D'un coté, on retrouve tout ce qui fait le charme de la série, ambiance glauque mais attirante, scénario ambigu avec plusieurs fins pour la ré-jouabilité, personnages au charisme dérangeant, maniabilité rigide typique à la série.
De l'autre, le système d'alignement qui influe sur les différentes fins du jeu est totalement inutile, on se retrouve à faire des choix dans les dialogues en pensant que ça change quelque chose mais il n'en ai rien, ce qui va compter c'est juste si on décide d'achever les monstres à terre ou non... Mais sans que l'on nous explique quoi que ce soit.
La jauge de vie mal gérée au plus haut point, on ne peut la consulter que dans le menu des statistiques (ce qui casse le rythme), et elle remonte toute seule jusqu'à 40% quand on subit trop de dégâts, d'un, c'est contradictoire à un survival horror de faire remonter la vie sans raison puisqu'il y a de quoi se soigner, de deux, notre personnage ne simule pas correctement la douleur, car que ce soit à 70% ou à 40%, il affiche la même posture comme s'il allait mourir au prochain coup.

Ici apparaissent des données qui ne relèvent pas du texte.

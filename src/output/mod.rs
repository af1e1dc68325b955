//! Geolocation result output.
//!
//! Results are appended to a tab-separated file, one line per target. The
//! first column of that file is read back on the next run to skip targets
//! that were already processed.

mod processed;
mod recorder;

pub use processed::{ensure_output_writable, read_processed_ips};
pub use recorder::{format_record, record, ResultRecorder};
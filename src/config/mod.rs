//! Application configuration and constants.
//!
//! This module provides:
//! - Configuration constants (radius, batch sizes, thresholds, endpoints)
//! - CLI option types and parsing

mod constants;
mod types;

// Re-export all constants
pub use constants::*;
pub use types::{Config, LogFormat, LogLevel, Opt};
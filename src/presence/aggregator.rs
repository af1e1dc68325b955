//! Merging of presence hints into candidate locations.

use std::collections::BTreeSet;
use std::net::IpAddr;

use log::{debug, info};

use super::PresenceOverrides;
use crate::models::Location;
use crate::peeringdb::PresenceSource;

/// Candidate locations for one target.
#[derive(Debug, Clone, PartialEq, Eq)]
pub struct Aggregation {
    /// ASN the lookups were made for; differs from the routing ASN when the
    /// target is an exchange fabric address
    pub asn: u32,
    /// Deduplicated candidate locations, possibly empty
    pub locations: BTreeSet<Location>,
}

/// Collects the candidate locations of `ip`, announced by `asn`, adding the
/// GeoIP location of `ip` when one is known.
///
/// With `substitute_fabric` the ASN registered for `ip` on an exchange LAN
/// replaces `asn` before any lookup. Sources that fail contribute nothing, so
/// an empty set only means that no source knows the network.
pub async fn aggregate<P>(
    presence: &P,
    geoip: Option<Location>,
    overrides: &PresenceOverrides,
    ip: IpAddr,
    asn: u32,
    substitute_fabric: bool,
) -> Aggregation
where
    P: PresenceSource,
{
    let mut asn = asn;
    if substitute_fabric {
        if let Some(member) = presence.exchange_fabric_asn(ip).await {
            if member != asn {
                info!(
                    "{} is an exchange fabric address of AS{}, using it instead of AS{}",
                    ip, member, asn
                );
                asn = member;
            }
        }
    }

    let mut locations = presence.asn_locations(asn).await;
    debug!("PeeringDB lists {} locations for AS{}", locations.len(), asn);

    if let Some(location) = geoip {
        debug!("GeoIP places {} in {}", ip, location);
        locations.insert(location);
    }
    locations.extend(overrides.locations(asn).cloned());

    info!(
        "{} candidate locations for {} (AS{})",
        locations.len(),
        ip,
        asn
    );
    Aggregation { asn, locations }
}
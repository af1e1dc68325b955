//! Configuration types and CLI options.
//!
//! This module defines enums and structs used for command-line argument parsing
//! and configuration.

use std::path::PathBuf;
use std::time::Duration;

use clap::{ArgGroup, Parser, ValueEnum};

use crate::config::constants::*;

/// Logging level for the application.
///
/// Controls the verbosity of log output, from most restrictive (Error) to most
/// verbose (Trace).
#[derive(Clone, Debug, ValueEnum)]
pub enum LogLevel {
    /// Only error messages
    Error,
    /// Error and warning messages
    Warn,
    /// Error, warning, and informational messages
    Info,
    /// All messages except trace
    Debug,
    /// All messages including trace
    Trace,
}

impl From<LogLevel> for log::LevelFilter {
    fn from(l: LogLevel) -> Self {
        match l {
            LogLevel::Error => log::LevelFilter::Error,
            LogLevel::Warn => log::LevelFilter::Warn,
            LogLevel::Info => log::LevelFilter::Info,
            LogLevel::Debug => log::LevelFilter::Debug,
            LogLevel::Trace => log::LevelFilter::Trace,
        }
    }
}

/// Log output format.
///
/// Controls how log messages are formatted:
/// - `Plain`: Human-readable format with colors (default)
/// - `Json`: Structured JSON format for machine parsing
#[derive(Clone, Debug, ValueEnum)]
pub enum LogFormat {
    /// Human-readable format with colors (default)
    Plain,
    /// Structured JSON format for machine parsing
    Json,
}

/// Command-line options.
///
/// Converted into a [`Config`] with `Config::from(opt)`; API keys missing on the
/// command line are read from `ATLAS_API_KEY` / `GOOGLE_MAPS_API_KEY`.
///
/// # Examples
///
/// ```bash
/// # Single address, ASN resolved through the GeoLite2-ASN database
/// rtt_geoloc --ip 80.249.208.1 --geoip-asn GeoLite2-ASN.mmdb --geoip-city GeoLite2-City.mmdb
///
/// # File of targets with AS relationships and manual presence data
/// rtt_geoloc --file targets.txt --relations 20240101.as-rel2.txt.bz2 --presence presence.tsv
/// ```
#[derive(Debug, Parser)]
#[command(
    name = "rtt_geoloc",
    about = "Geo-locates border IP addresses based on latency measurements from RIPE Atlas",
    group(ArgGroup::new("target").required(true).args(["ip", "file"]))
)]
pub struct Opt {
    /// A single IP address to geo-locate
    #[arg(short, long)]
    pub ip: Option<String>,

    /// File with IP addresses to geo-locate (one per line, optional ASN in a second column)
    #[arg(short, long, value_parser)]
    pub file: Option<PathBuf>,

    /// ASN of the address given with --ip (skips the GeoIP ASN lookup)
    #[arg(long, requires = "ip")]
    pub asn: Option<u32>,

    /// AS relationships file in CAIDA format (pipe-delimited, optionally .bz2 or .gz)
    #[arg(short, long, value_parser)]
    pub relations: Option<PathBuf>,

    /// AS presence file (ASN<TAB>City<TAB>Country)
    #[arg(short, long, value_parser)]
    pub presence: Option<PathBuf>,

    /// MaxMind GeoLite2-City database (.mmdb)
    #[arg(long, value_parser)]
    pub geoip_city: Option<PathBuf>,

    /// MaxMind GeoLite2-ASN database (.mmdb)
    #[arg(long, value_parser)]
    pub geoip_asn: Option<PathBuf>,

    /// World cities population file (optionally .gz) used when GeoIP knows only the country
    #[arg(long, value_parser)]
    pub world_cities: Option<PathBuf>,

    /// File where geolocation results are appended
    #[arg(short, long, value_parser, default_value = DEFAULT_OUTPUT)]
    pub output: PathBuf,

    /// Directory for the geocoding caches
    #[arg(long, value_parser, default_value = DEFAULT_CACHE_DIR)]
    pub cache_dir: PathBuf,

    /// RIPE Atlas API key
    #[arg(long)]
    pub atlas_api_key: Option<String>,

    /// Google Maps Geocoding API key
    #[arg(long)]
    pub google_maps_api_key: Option<String>,

    /// Probes selected per candidate location
    #[arg(long, default_value_t = DEFAULT_PROBES_PER_LOCATION)]
    pub probes_per_location: usize,

    /// Ping packets per probe
    #[arg(long, default_value_t = DEFAULT_PACKETS)]
    pub packets: u32,

    /// Maximum probes per measurement request
    #[arg(long, default_value_t = DEFAULT_CHUNK_SIZE)]
    pub chunk_size: usize,

    /// Search radius around a candidate location in km
    #[arg(long, default_value_t = DEFAULT_RADIUS_KM)]
    pub radius_km: f64,

    /// A location is accepted when the minimum RTT is below this value (ms)
    #[arg(long, default_value_t = DEFAULT_ACCEPT_THRESHOLD_MS)]
    pub accept_threshold_ms: f64,

    /// Stop probing further batches once an RTT below this value (ms) is seen
    #[arg(long, default_value_t = DEFAULT_SHORT_CIRCUIT_MS)]
    pub short_circuit_ms: f64,

    /// Seed for probe sampling (random when omitted)
    #[arg(long)]
    pub seed: Option<u64>,

    /// Prefer networks not selected yet when filling the per-location budget randomly
    #[arg(long)]
    pub diversify_fill: bool,

    /// Do not substitute the ASN registered for exchange fabric addresses
    #[arg(long)]
    pub no_fabric_asn: bool,

    /// Seconds between two status checks of a running measurement
    #[arg(long, default_value_t = DEFAULT_POLL_INTERVAL.as_secs())]
    pub poll_interval_secs: u64,

    /// Status checks before partial measurement results are collected
    #[arg(long, default_value_t = DEFAULT_MAX_POLLS)]
    pub max_polls: u32,

    /// Per-request HTTP timeout in seconds
    #[arg(long, default_value_t = HTTP_TIMEOUT_SECS)]
    pub timeout_seconds: u64,

    /// Log level: error|warn|info|debug|trace
    #[arg(long, value_enum, default_value_t = LogLevel::Info)]
    pub log_level: LogLevel,

    /// Log format: plain|json
    #[arg(long, value_enum, default_value_t = LogFormat::Plain)]
    pub log_format: LogFormat,
}

/// Library configuration (no CLI dependencies).
///
/// This is the core configuration struct used by the library. It can be
/// constructed programmatically without any CLI dependencies.
///
/// # Examples
///
/// ```no_run
/// use rtt_geoloc::Config;
///
/// let config = Config {
///     target_ip: Some("80.249.208.1".to_string()),
///     target_asn: Some(1200),
///     accept_threshold_ms: 5.0,
///     ..Default::default()
/// };
/// ```
#[derive(Debug, Clone)]
pub struct Config {
    /// Single target address
    pub target_ip: Option<String>,

    /// File with target addresses
    pub target_file: Option<PathBuf>,

    /// ASN of `target_ip`, when known
    pub target_asn: Option<u32>,

    /// AS relationships file
    pub relations: Option<PathBuf>,

    /// Manual presence file
    pub presence: Option<PathBuf>,

    /// GeoLite2-City database
    pub geoip_city: Option<PathBuf>,

    /// GeoLite2-ASN database
    pub geoip_asn: Option<PathBuf>,

    /// World cities population file
    pub world_cities: Option<PathBuf>,

    /// Output file (append-only)
    pub output: PathBuf,

    /// Directory for the geocoding caches
    pub cache_dir: PathBuf,

    /// RIPE Atlas API key
    pub atlas_api_key: Option<String>,

    /// Google Maps API key
    pub google_maps_api_key: Option<String>,

    /// Probe budget per candidate location
    pub probes_per_location: usize,

    /// Ping packets per probe
    pub packets: u32,

    /// Probes per measurement request
    pub chunk_size: usize,

    /// Search radius in km
    pub radius_km: f64,

    /// Acceptance threshold in ms
    pub accept_threshold_ms: f64,

    /// Early-exit threshold in ms
    pub short_circuit_ms: f64,

    /// Sampling seed
    pub seed: Option<u64>,

    /// Prefer unselected networks during random fill
    pub diversify_fill: bool,

    /// Substitute the exchange fabric ASN for IXP LAN addresses
    pub substitute_fabric_asn: bool,

    /// Delay between measurement status checks
    pub poll_interval: Duration,

    /// Status checks before collecting partial results
    pub max_polls: u32,

    /// Per-request HTTP timeout in seconds
    pub timeout_seconds: u64,

    /// Log level
    pub log_level: LogLevel,

    /// Log format
    pub log_format: LogFormat,
}

impl Default for Config {
    fn default() -> Self {
        Self {
            target_ip: None,
            target_file: None,
            target_asn: None,
            relations: None,
            presence: None,
            geoip_city: None,
            geoip_asn: None,
            world_cities: None,
            output: PathBuf::from(DEFAULT_OUTPUT),
            cache_dir: PathBuf::from(DEFAULT_CACHE_DIR),
            atlas_api_key: None,
            google_maps_api_key: None,
            probes_per_location: DEFAULT_PROBES_PER_LOCATION,
            packets: DEFAULT_PACKETS,
            chunk_size: DEFAULT_CHUNK_SIZE,
            radius_km: DEFAULT_RADIUS_KM,
            accept_threshold_ms: DEFAULT_ACCEPT_THRESHOLD_MS,
            short_circuit_ms: DEFAULT_SHORT_CIRCUIT_MS,
            seed: None,
            diversify_fill: false,
            substitute_fabric_asn: true,
            poll_interval: DEFAULT_POLL_INTERVAL,
            max_polls: DEFAULT_MAX_POLLS,
            timeout_seconds: HTTP_TIMEOUT_SECS,
            log_level: LogLevel::Info,
            log_format: LogFormat::Plain,
        }
    }
}

impl From<Opt> for Config {
    fn from(opt: Opt) -> Self {
        Self {
            target_ip: opt.ip,
            target_file: opt.file,
            target_asn: opt.asn,
            relations: opt.relations,
            presence: opt.presence,
            geoip_city: opt.geoip_city,
            geoip_asn: opt.geoip_asn,
            world_cities: opt.world_cities,
            output: opt.output,
            cache_dir: opt.cache_dir,
            atlas_api_key: opt
                .atlas_api_key
                .or_else(|| non_empty_env(ATLAS_API_KEY_ENV)),
            google_maps_api_key: opt
                .google_maps_api_key
                .or_else(|| non_empty_env(GOOGLE_MAPS_API_KEY_ENV)),
            probes_per_location: opt.probes_per_location,
            packets: opt.packets,
            chunk_size: opt.chunk_size,
            radius_km: opt.radius_km,
            accept_threshold_ms: opt.accept_threshold_ms,
            short_circuit_ms: opt.short_circuit_ms,
            seed: opt.seed,
            diversify_fill: opt.diversify_fill,
            substitute_fabric_asn: !opt.no_fabric_asn,
            poll_interval: Duration::from_secs(opt.poll_interval_secs),
            max_polls: opt.max_polls,
            timeout_seconds: opt.timeout_seconds,
            log_level: opt.log_level,
            log_format: opt.log_format,
        }
    }
}

fn non_empty_env(name: &str) -> Option<String> {
    std::env::var(name).ok().filter(|v| !v.is_empty())
}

Le jeu souffre de ralentissements pendant les phases d'explorations dans la ville, l'IA quand à elle se comporte de manière aléatoire, elle va vous spammer de coups sans que vous puissiez réagir ou simplement vous regarder bêtement en attendant d'être frappé, ce qui est parfois frustrant.
Silent Hill Downpour est un jeu moyen qui va rebuter clairement ceux qui découvrent la série, pour les habitués, les défauts énoncés ci-dessus vont nuire à la progression, ce qui est dommage puisque l'ambiance et le scénario sont tout simplement prenants.